WHAT YOU WILL DO: Exactly as they stand, set down the following records once more.

Stored data:
══════════════════════════════

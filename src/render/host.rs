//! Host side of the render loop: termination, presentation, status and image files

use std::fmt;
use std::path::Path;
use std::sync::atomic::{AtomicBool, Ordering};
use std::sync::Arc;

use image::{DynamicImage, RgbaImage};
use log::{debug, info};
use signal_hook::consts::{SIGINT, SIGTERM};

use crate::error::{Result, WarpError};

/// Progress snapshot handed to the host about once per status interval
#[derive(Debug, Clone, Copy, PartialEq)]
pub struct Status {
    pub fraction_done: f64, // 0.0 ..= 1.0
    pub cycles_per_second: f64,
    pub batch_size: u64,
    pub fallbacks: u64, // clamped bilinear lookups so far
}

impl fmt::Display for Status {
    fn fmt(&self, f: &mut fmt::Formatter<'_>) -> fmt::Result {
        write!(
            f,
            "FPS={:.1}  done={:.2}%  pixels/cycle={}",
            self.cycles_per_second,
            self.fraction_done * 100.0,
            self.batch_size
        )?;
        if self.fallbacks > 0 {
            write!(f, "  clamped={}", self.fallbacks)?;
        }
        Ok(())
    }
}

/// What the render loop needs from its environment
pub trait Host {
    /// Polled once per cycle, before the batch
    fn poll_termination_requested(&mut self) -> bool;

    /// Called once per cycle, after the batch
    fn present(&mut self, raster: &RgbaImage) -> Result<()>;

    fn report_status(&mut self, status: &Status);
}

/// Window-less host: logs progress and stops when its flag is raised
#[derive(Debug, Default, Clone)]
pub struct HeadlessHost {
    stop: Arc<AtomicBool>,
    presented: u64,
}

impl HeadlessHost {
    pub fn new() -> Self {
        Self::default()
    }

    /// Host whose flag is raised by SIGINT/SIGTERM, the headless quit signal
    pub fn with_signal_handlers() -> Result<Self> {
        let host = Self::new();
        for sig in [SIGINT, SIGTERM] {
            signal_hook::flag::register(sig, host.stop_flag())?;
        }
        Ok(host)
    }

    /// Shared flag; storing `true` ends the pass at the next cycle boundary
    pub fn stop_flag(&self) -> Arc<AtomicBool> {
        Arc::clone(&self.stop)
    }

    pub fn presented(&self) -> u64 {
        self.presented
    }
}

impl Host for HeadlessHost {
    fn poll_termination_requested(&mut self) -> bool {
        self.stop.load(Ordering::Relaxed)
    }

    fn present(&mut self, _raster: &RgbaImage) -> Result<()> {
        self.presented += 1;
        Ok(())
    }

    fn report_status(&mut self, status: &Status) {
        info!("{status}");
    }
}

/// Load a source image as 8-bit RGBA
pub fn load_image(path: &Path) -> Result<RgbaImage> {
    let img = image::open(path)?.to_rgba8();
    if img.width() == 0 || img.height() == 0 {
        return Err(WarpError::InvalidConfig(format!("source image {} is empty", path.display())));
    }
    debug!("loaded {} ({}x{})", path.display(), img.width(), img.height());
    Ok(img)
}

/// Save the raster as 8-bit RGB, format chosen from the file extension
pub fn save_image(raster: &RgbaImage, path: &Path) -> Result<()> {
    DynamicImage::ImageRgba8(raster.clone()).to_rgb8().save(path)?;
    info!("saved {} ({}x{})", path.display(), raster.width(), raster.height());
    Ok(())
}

══════════════════════════════

WRITTEN SOLUTION:
filename src/render/host.rs
//! Host side of the render loop: termination, presentation, status and image files

use std::fmt;
use std::path::Path;
use std::sync::atomic::{AtomicBool, Ordering};
use std::sync::Arc;

use image::{DynamicImage, RgbaImage};
use log::{debug, info};
use signal_hook::consts::{SIGINT, SIGTERM};

use crate::error::{Result, WarpError};

/// Progress snapshot handed to the host about once per status interval
#[derive(Debug, Clone, Copy, PartialEq)]
pub struct Status {
    pub fraction_done: f64, // 0.0 ..= 1.0
    pub cycles_per_second: f64,
    pub batch_size: u64,
    pub fallbacks: u64, // clamped bilinear lookups so far
}

impl fmt::Display for Status {
    fn fmt(&self, f: &mut fmt::Formatter<'_>) -> fmt::Result {
        write!(
            f,
            "FPS={:.1}  done={:.2}%  pixels/cycle={}",
            self.cycles_per_second,
            self.fraction_done * 100.0,
            self.batch_size
        )?;
        if self.fallbacks > 0 {
            write!(f, "  clamped={}", self.fallbacks)?;
        }
        Ok(())
    }
}

/// What the render loop needs from its environment
pub trait Host {
    /// Polled once per cycle, before the batch
    fn poll_termination_requested(&mut self) -> bool;

    /// Called once per cycle, after the batch
    fn present(&mut self, raster: &RgbaImage) -> Result<()>;

    fn report_status(&mut self, status: &Status);
}

/// Window-less host: logs progress and stops when its flag is raised
#[derive(Debug, Default, Clone)]
pub struct HeadlessHost {
    stop: Arc<AtomicBool>,
    presented: u64,
}

impl HeadlessHost {
    pub fn new() -> Self {
        Self::default()
    }

    /// Host whose flag is raised by SIGINT/SIGTERM, the headless quit signal
    pub fn with_signal_handlers() -> Result<Self> {
        let host = Self::new();
        for sig in [SIGINT, SIGTERM] {
            signal_hook::flag::register(sig, host.stop_flag())?;
        }
        Ok(host)
    }

    /// Shared flag; storing `true` ends the pass at the next cycle boundary
    pub fn stop_flag(&self) -> Arc<AtomicBool> {
        Arc::clone(&self.stop)
    }

    pub fn presented(&self) -> u64 {
        self.presented
    }
}

impl Host for HeadlessHost {
    fn poll_termination_requested(&mut self) -> bool {
        self.stop.load(Ordering::Relaxed)
    }

    fn present(&mut self, _raster: &RgbaImage) -> Result<()> {
        self.presented += 1;
        Ok(())
    }

    fn report_status(&mut self, status: &Status) {
        info!("{status}");
    }
}

/// Load a source image as 8-bit RGBA
pub fn load_image(path: &Path) -> Result<RgbaImage> {
    let img = image::open(path)?.to_rgba8();
    if img.width() == 0 || img.height() == 0 {
        return Err(WarpError::InvalidConfig(format!("source image {} is empty", path.display())));
    }
    debug!("loaded {} ({}x{})", path.display(), img.width(), img.height());
    Ok(img)
}

/// Save the raster as 8-bit RGB, format chosen from the file extension
pub fn save_image(raster: &RgbaImage, path: &Path) -> Result<()> {
    DynamicImage::ImageRgba8(raster.clone()).to_rgb8().save(path)?;
    info!("saved {} ({}x{})", path.display(), raster.width(), raster.height());
    Ok(())
}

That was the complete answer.